A series where we highlight people using their passions to make a difference in their communities.

"Nothing is ever level. Nothing is ever plumb. Nothing is ever square. Everything is dirty." —Paul Howe, on the realistic challenges of his work.  Photo credit: goelsewhere.org

“Nothing is ever level. Nothing is ever plumb. Nothing is ever square. Everything is dirty.” —Paul Howe, on the realistic challenges of his work.
Photo credit: goelsewhere.org

For months, Paul Howe would walk by the same orange cone guarding the same precarious hole in a brick sidewalk near his Greensboro, North Carolina home.

“The sidewalk belonged to a university, and the damage to it was done by city linesmen who installed a new telephone pole in it. Bricks were missing, bare sand exposed, the hole about half the width of the sidewalk,” says Paul, a quintessential jack-of-all-trades. “Nobody was taking responsibility for it.”

So, he decided to take the matter into his own hands.

Using his welding skills, Paul crafted a steel plate to fill the perilous gap and secured it into the hole without any objection (see the finished product). Only after bolting it down, he realized that he had created something more than just a harm-reducing fix.
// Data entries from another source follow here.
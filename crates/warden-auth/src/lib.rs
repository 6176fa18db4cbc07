//! # Warden Authentication Primitives
//!
//! Out-of-band trust decisions for the agent host:
//!
//! - [`webhook`] - HMAC signature verification for inbound webhooks,
//!   with a [`cidr`] source-IP allowlist.
//! - [`tokens`] - short-lived session tokens, hashed at rest.
//! - [`skills`] - the approval workflow and content-hash gate for
//!   third-party extensions.
//!
//! ## Security Notes
//!
//! - Every hash and HMAC comparison in this crate is constant-time.
//! - Decoding failures yield `valid = false` results, not panics or
//!   type-distinguishable errors.
//! - Raw session tokens exist exactly once, in the return value of
//!   [`tokens::TokenStore::create`].

pub mod cidr;
pub mod skills;
pub mod tokens;
pub mod webhook;

pub use cidr::{CidrError, CidrRule, IpAllowlist};
pub use skills::{
    create_sri_hash, ApprovalRecord, ApprovalStatus, HashAlgorithm, InstalledSkill, SkillError,
    SkillGate, SkillGateConfig, SkillRequest,
};
pub use tokens::{
    CreateTokenOptions, SessionConfig, TokenError, TokenMetadata, TokenStore, TokenValidation,
};
pub use webhook::{parse_signature_header, sign, verify, SignatureAlgorithm, VerificationOutcome};

use serde::{Deserialize, Serialize};

/// Webhook authentication configuration.
#[derive(Debug, Clone, Serialize, Deserialize)]
pub struct WebhookConfig {
    /// Refuse unsigned webhooks.
    pub require_hmac: bool,
    /// Source-IP CIDR allowlist (empty permits all).
    pub ip_allowlist: Vec<String>,
    /// Default signature algorithm.
    pub algorithm: SignatureAlgorithm,
}

impl Default for WebhookConfig {
    fn default() -> Self {
        Self {
            require_hmac: true,
            ip_allowlist: Vec::new(),
            algorithm: SignatureAlgorithm::Sha256,
        }
    }
}

/// Verifies a webhook request end to end: source IP against the
/// allowlist, then the signature when HMAC is required.
#[must_use]
pub fn authenticate_webhook(
    config: &WebhookConfig,
    payload: &[u8],
    signature_header: Option<&str>,
    secret: &[u8],
    source_ip: Option<&str>,
) -> VerificationOutcome {
    if let Some(ip) = source_ip {
        // A malformed allowlist fails closed.
        let allowlist = match IpAllowlist::parse(&config.ip_allowlist) {
            Ok(list) => list,
            Err(_) => {
                return VerificationOutcome {
                    valid: false,
                    algorithm: config.algorithm,
                    reason: Some("malformed IP allowlist"),
                }
            }
        };
        if !allowlist.check(ip) {
            return VerificationOutcome {
                valid: false,
                algorithm: config.algorithm,
                reason: Some("source IP not on allowlist"),
            };
        }
    }
    match signature_header {
        Some(header) => verify(payload, header, secret, config.algorithm),
        None if config.require_hmac => VerificationOutcome {
            valid: false,
            algorithm: config.algorithm,
            reason: Some("missing signature header"),
        },
        None => VerificationOutcome {
            valid: true,
            algorithm: config.algorithm,
            reason: None,
        },
    }
}

#[cfg(test)]
mod tests {
    use super::*;

    #[test]
    fn test_authenticate_requires_signature() {
        let config = WebhookConfig::default();
        let outcome = authenticate_webhook(&config, b"payload", None, b"secret", None);
        assert!(!outcome.valid);
        assert_eq!(outcome.reason, Some("missing signature header"));
    }

    #[test]
    fn test_authenticate_optional_signature() {
        let config = WebhookConfig {
            require_hmac: false,
            ..Default::default()
        };
        let outcome = authenticate_webhook(&config, b"payload", None, b"secret", None);
        assert!(outcome.valid);
    }

    #[test]
    fn test_authenticate_checks_source_ip() {
        let config = WebhookConfig {
            ip_allowlist: vec!["192.0.2.0/24".to_string()],
            ..Default::default()
        };
        let signature = sign(b"payload", b"secret", SignatureAlgorithm::Sha256);

        let ok = authenticate_webhook(
            &config,
            b"payload",
            Some(&signature),
            b"secret",
            Some("192.0.2.10"),
        );
        assert!(ok.valid);

        let refused = authenticate_webhook(
            &config,
            b"payload",
            Some(&signature),
            b"secret",
            Some("203.0.113.10"),
        );
        assert!(!refused.valid);
        assert_eq!(refused.reason, Some("source IP not on allowlist"));
    }

    #[test]
    fn test_authenticate_full_round_trip() {
        let config = WebhookConfig::default();
        let signature = format!(
            "sha256={}",
            sign(b"payload", b"secret", SignatureAlgorithm::Sha256)
        );
        let outcome =
            authenticate_webhook(&config, b"payload", Some(&signature), b"secret", None);
        assert!(outcome.valid);
    }
}
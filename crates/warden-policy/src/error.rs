//! Error types for the policy engine.
//!
//! Rate and quota violations are recoverable: callers may surface the
//! retry hint to the user. Capability denials and schema failures are NOT
//! errors - they come back as decision values with `allowed = false`.

use serde::{Deserialize, Serialize};
use thiserror::Error;

/// Which sliding-window limit was exceeded.
#[derive(Debug, Clone, Copy, PartialEq, Eq, Serialize, Deserialize)]
#[serde(rename_all = "lowercase")]
pub enum RateLimitKind {
    /// Burst limit over the last 60 seconds.
    Minute,
    /// Limit over the sliding hour window.
    Hourly,
    /// Too many executions in flight at once.
    Concurrent,
}

/// Which fixed quota was exceeded.
#[derive(Debug, Clone, Copy, PartialEq, Eq, Serialize, Deserialize)]
#[serde(rename_all = "lowercase")]
pub enum QuotaResource {
    /// Scheduled jobs per session.
    Cron,
    /// Registered webhooks per session.
    Webhook,
    /// Daily token spend budget in USD.
    Budget,
}

/// Recoverable policy errors.
#[derive(Debug, Clone, Error, PartialEq)]
pub enum PolicyError {
    /// A sliding-window rate limit was hit.
    #[error("rate limit exceeded ({kind:?}): {current}/{limit}, retry in {retry_after_ms}ms")]
    RateLimitExceeded {
        /// Which window tripped.
        kind: RateLimitKind,
        /// Configured limit.
        limit: u32,
        /// Count at the time of the check.
        current: u32,
        /// Milliseconds until the oldest event leaves the window.
        retry_after_ms: u64,
    },

    /// A fixed per-session quota was hit.
    #[error("quota exceeded ({resource:?}): {current}/{limit}")]
    QuotaExceeded {
        /// Which quota tripped.
        resource: QuotaResource,
        /// Configured limit.
        limit: f64,
        /// Usage at the time of the check.
        current: f64,
    },
}

/// Errors from the confirmation gate.
#[derive(Debug, Clone, Error, PartialEq, Eq)]
pub enum ConfirmError {
    /// No pending confirmation with this id (unknown, expired, or
    /// already consumed).
    #[error("no pending confirmation with id {id}")]
    NotFound {
        /// The id that was presented.
        id: String,
    },

    /// The confirmation belongs to a different session.
    #[error("confirmation {id} does not belong to this session")]
    SessionMismatch {
        /// The id that was presented.
        id: String,
    },
}

/// Why a navigation was refused.
#[derive(Debug, Clone, Copy, PartialEq, Eq, Serialize, Deserialize)]
#[serde(rename_all = "kebab-case")]
pub enum NavigationBlockCategory {
    /// Empty URL string.
    EmptyUrl,
    /// URL failed to parse.
    InvalidUrl,
    /// Script-bearing or local-access protocol.
    DangerousProtocol,
    /// Protocol outside the accepted set.
    UnsupportedProtocol,
    /// Hostname contains ASCII-lookalike confusables.
    Homograph,
    /// Cloud metadata endpoint.
    CloudMetadata,
    /// Private, loopback, link-local, or carrier-grade NAT address.
    PrivateNetwork,
    /// Host not on the configured allowlist.
    DomainNotAllowed,
    /// Host matches the configured blocklist.
    DomainBlocked,
    /// Redirect chain exceeded the configured maximum.
    RedirectChainTooLong,
}

/// Navigation errors.
#[derive(Debug, Clone, Error, PartialEq)]
pub enum NavigationError {
    /// The URL was refused by one of the category gates.
    #[error("navigation blocked ({category:?}): {reason}")]
    Blocked {
        /// Gate that refused the URL.
        category: NavigationBlockCategory,
        /// Human-readable explanation.
        reason: String,
    },

    /// The per-session navigation rate limit was hit.
    #[error("navigation rate limit exceeded, retry in {retry_after_ms}ms")]
    RateLimit {
        /// Milliseconds until the window frees up.
        retry_after_ms: u64,
    },
}

/// Crate-wide result alias for recoverable policy operations.
pub type Result<T> = std::result::Result<T, PolicyError>;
“I realized that by using a material other than brick to patch a brick sidewalk, I had revealed a story about the sidewalk, and also added a new one,” says Paul.” I did not erase all of the evidence of the damage. I left a clue to it, revealed it, while letting it still function, as it should.”

This idea—storytelling through repair—drove Paul to join Elsewhere, Greensboro’s thrift-store-turned-cultural-center, to renovate its run-down workshop. But, instead of overhauling the entire building with modern fixtures and like mediums, Paul used a mosaic of building materials to smartly patch up the place (check out some of the end results).

“It doesn’t try to hide itself as a repair, it screams at you as being a repair,” he says of the space. “It’s one of the first things people notice when they come up to the shop now, and it speaks simultaneously to the history of the place, and to its current use.”

Now that the workshop’s in working condition, Paul spends his time keeping Elsewhere in tip-top shape and promoting his concept of repair throughout the community by chipping away on realistic tasks with the tools at hand.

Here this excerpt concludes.